=== Section Start ===

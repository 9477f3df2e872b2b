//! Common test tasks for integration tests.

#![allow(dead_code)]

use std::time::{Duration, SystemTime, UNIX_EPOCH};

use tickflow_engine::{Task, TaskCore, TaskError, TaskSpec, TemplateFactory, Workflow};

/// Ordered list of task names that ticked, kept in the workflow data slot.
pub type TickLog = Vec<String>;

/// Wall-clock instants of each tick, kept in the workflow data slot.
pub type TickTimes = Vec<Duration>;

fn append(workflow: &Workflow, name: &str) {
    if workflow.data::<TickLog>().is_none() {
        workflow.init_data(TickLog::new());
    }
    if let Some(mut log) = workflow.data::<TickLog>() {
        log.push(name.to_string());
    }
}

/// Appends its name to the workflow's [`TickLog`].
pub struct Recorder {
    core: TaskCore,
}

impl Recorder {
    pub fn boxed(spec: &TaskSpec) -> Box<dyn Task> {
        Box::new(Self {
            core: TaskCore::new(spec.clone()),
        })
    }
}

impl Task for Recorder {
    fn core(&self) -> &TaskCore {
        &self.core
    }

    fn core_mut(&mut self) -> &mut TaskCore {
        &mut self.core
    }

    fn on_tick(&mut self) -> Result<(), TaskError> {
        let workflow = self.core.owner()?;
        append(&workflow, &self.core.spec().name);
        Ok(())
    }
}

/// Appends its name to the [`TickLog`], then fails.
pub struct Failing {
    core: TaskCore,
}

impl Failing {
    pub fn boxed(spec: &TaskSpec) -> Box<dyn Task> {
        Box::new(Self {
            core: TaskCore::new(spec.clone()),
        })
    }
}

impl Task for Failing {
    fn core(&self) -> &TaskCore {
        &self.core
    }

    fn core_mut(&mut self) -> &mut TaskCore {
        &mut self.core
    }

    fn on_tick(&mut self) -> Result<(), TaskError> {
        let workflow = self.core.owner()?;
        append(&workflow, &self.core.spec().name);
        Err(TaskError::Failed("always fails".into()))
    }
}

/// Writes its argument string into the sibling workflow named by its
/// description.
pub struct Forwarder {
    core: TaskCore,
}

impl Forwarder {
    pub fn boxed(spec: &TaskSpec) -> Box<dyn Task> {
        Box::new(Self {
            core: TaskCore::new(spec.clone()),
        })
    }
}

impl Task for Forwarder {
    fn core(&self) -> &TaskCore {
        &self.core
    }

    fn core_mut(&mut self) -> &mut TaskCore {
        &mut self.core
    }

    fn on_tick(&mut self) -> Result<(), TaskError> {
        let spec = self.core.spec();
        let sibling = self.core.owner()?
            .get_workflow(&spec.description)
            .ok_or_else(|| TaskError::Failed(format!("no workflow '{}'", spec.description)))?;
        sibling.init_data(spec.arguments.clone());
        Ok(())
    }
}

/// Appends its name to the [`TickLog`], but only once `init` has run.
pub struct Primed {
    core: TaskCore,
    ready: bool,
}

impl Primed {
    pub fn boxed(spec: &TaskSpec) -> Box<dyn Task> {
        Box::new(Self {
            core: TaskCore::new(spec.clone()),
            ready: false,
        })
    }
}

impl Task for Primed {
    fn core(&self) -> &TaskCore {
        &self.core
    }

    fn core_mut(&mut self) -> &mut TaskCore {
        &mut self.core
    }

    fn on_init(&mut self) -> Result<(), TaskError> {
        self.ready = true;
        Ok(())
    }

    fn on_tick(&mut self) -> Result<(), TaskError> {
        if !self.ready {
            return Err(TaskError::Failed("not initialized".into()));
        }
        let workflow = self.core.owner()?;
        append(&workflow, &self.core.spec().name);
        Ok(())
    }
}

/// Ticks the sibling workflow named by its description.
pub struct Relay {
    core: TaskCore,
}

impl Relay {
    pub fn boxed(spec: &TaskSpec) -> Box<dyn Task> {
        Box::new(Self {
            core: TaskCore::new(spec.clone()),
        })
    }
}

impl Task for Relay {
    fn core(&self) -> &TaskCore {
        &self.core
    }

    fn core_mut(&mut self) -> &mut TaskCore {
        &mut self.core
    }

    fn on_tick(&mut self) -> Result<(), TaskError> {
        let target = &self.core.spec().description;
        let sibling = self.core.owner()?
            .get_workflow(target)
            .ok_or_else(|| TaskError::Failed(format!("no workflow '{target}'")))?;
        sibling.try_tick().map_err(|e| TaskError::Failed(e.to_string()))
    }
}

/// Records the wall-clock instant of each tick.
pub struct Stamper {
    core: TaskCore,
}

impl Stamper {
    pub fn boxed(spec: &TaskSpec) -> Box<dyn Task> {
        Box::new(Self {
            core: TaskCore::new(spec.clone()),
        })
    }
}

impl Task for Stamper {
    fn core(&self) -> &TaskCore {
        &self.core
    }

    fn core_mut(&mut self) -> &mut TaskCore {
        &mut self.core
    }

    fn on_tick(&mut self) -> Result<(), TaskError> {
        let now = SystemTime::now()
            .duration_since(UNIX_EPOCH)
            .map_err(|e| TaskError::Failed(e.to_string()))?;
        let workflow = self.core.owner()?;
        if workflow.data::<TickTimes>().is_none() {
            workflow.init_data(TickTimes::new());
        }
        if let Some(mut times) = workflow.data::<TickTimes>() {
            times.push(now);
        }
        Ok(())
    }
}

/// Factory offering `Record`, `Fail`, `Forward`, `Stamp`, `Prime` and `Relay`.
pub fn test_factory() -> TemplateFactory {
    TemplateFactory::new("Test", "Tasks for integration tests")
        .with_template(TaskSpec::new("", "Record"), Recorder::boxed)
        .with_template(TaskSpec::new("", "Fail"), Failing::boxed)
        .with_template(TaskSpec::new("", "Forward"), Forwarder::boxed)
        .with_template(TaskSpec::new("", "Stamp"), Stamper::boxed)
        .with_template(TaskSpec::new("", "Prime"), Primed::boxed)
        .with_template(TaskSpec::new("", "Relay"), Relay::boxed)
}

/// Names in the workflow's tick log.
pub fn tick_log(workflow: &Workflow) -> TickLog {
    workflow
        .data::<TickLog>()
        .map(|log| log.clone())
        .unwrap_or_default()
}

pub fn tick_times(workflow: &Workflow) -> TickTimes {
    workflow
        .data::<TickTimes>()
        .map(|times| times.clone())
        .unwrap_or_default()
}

=== Section End ===
=== Section Start ===

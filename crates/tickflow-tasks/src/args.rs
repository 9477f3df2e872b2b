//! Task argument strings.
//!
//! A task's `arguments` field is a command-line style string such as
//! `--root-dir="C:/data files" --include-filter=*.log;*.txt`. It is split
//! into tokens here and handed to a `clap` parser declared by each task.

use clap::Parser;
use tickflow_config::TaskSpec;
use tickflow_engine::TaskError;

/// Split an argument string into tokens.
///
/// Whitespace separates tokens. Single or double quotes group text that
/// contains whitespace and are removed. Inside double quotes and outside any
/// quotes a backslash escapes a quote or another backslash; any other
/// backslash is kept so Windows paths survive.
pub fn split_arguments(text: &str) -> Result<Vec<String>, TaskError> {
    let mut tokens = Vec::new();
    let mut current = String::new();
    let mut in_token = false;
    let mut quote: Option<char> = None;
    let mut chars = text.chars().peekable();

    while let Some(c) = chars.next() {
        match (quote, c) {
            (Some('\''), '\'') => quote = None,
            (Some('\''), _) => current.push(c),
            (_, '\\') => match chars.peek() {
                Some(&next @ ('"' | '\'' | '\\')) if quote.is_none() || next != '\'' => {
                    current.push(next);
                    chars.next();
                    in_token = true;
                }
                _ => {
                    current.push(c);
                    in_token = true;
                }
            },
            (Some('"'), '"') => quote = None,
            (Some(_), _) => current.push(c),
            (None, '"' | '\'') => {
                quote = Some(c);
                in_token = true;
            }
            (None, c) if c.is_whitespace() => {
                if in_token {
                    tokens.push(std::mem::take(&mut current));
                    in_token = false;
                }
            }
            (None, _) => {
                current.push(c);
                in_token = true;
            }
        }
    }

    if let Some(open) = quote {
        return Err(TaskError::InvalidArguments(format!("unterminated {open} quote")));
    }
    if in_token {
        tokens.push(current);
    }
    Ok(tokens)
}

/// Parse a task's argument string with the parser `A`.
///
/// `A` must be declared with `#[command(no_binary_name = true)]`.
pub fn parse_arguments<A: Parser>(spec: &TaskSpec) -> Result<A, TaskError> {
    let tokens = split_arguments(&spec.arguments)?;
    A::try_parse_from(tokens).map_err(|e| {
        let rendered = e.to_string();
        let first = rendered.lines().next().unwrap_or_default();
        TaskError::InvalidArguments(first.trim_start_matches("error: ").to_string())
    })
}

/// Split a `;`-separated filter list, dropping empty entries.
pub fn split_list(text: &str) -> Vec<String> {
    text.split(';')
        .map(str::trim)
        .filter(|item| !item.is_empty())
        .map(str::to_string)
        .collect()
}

=== Section End ===
=== Section Start ===

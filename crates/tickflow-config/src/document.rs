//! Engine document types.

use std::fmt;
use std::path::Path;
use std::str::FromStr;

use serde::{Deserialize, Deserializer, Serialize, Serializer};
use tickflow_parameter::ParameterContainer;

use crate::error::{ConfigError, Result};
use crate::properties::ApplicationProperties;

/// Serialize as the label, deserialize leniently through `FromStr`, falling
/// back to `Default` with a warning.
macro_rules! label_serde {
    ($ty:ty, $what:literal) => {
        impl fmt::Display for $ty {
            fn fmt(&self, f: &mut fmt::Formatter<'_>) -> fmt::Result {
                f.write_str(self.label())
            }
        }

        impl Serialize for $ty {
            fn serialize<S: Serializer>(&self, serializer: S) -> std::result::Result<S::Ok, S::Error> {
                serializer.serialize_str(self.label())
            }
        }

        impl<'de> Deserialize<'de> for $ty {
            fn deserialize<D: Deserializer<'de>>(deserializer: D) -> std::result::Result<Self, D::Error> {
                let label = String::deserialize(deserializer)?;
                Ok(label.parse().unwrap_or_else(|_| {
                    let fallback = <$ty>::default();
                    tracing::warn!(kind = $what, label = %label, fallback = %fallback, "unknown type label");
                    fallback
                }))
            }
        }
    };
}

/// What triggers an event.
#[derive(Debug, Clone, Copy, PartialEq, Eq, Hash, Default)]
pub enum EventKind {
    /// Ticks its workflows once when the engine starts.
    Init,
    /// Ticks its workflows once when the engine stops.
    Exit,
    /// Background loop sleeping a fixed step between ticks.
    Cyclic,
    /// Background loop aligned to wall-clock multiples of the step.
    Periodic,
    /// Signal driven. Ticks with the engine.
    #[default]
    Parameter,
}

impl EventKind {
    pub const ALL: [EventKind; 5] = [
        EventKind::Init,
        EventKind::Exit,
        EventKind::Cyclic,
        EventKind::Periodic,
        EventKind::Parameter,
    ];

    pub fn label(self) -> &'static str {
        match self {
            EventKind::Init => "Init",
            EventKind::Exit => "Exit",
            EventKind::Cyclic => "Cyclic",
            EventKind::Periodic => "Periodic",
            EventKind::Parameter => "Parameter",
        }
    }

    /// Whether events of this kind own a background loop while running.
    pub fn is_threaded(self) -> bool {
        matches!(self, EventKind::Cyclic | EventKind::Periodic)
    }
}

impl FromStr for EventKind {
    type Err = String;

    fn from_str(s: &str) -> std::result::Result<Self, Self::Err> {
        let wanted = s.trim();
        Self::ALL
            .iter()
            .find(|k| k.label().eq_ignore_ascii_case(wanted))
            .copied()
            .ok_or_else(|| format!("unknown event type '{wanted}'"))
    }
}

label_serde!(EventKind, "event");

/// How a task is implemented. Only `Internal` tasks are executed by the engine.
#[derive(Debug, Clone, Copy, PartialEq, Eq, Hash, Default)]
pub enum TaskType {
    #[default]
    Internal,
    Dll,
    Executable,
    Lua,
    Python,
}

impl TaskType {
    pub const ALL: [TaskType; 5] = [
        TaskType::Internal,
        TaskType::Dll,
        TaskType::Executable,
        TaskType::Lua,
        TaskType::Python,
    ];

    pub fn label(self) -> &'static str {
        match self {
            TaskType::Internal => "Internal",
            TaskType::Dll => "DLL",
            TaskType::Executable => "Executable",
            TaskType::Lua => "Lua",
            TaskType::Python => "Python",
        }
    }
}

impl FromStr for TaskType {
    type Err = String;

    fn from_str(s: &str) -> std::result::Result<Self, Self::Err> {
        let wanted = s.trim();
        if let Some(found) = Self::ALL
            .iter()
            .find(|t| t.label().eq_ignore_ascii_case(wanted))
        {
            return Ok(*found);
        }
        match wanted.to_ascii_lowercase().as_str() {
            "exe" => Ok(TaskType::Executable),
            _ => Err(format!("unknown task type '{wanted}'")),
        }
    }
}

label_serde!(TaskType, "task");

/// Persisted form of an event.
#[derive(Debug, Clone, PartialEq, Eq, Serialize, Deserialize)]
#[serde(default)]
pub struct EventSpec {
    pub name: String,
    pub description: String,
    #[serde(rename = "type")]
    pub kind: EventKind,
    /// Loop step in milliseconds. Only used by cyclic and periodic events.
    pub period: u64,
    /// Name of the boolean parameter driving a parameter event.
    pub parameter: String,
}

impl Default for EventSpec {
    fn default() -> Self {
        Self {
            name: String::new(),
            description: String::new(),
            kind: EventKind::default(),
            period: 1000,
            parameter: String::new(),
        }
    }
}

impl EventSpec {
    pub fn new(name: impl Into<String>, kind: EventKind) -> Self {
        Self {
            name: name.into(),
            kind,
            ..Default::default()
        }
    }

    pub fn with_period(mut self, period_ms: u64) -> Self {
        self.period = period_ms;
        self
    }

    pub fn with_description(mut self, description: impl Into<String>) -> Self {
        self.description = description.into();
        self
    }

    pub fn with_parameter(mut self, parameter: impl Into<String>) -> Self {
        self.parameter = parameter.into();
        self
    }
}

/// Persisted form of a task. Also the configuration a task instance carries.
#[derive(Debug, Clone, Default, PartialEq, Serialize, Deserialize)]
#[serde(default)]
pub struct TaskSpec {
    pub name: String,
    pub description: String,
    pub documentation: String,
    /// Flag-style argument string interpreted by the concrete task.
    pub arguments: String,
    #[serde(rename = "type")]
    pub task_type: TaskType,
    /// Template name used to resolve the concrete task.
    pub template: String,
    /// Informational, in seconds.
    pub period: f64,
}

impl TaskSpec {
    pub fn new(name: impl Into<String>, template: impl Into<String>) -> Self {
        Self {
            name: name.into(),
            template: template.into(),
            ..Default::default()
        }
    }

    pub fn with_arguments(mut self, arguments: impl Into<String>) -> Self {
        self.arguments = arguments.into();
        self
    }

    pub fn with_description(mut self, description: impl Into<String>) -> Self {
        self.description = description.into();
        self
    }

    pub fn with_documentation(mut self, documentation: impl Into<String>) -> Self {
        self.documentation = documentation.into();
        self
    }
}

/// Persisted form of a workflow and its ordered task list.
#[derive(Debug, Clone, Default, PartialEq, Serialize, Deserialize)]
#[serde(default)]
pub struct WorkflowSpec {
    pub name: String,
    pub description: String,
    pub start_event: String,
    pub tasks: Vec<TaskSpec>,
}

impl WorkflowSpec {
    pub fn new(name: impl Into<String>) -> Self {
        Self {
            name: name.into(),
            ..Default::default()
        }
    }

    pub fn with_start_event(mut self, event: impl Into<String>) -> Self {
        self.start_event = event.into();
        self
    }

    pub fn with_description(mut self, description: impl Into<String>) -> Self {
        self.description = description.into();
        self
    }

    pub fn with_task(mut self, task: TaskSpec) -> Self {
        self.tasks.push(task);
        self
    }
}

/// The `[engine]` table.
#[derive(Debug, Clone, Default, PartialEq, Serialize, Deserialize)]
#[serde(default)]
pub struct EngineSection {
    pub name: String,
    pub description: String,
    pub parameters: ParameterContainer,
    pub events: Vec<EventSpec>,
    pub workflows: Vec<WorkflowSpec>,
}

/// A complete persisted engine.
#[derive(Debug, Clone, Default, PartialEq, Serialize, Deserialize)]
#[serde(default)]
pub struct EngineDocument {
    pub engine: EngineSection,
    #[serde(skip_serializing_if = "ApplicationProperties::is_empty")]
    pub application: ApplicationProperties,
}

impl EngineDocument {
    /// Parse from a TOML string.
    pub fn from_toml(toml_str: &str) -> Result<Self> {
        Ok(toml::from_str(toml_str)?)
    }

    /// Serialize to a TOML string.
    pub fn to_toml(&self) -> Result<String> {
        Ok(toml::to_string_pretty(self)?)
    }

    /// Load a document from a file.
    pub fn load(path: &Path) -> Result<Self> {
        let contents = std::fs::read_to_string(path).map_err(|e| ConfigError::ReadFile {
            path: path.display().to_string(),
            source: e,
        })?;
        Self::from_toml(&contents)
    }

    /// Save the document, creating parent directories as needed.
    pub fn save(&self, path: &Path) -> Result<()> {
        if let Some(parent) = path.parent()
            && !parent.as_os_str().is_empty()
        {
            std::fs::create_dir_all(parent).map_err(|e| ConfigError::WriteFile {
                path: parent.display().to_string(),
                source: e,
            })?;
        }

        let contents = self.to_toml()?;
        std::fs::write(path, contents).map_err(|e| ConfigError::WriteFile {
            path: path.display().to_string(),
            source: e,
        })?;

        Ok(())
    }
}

=== Section End ===

Assignment: Out of the data above, return each line where the word "const" can be found.

Response area:
    pub const ALL: [EventKind; 5] = [
    pub const ALL: [TaskType; 5] = [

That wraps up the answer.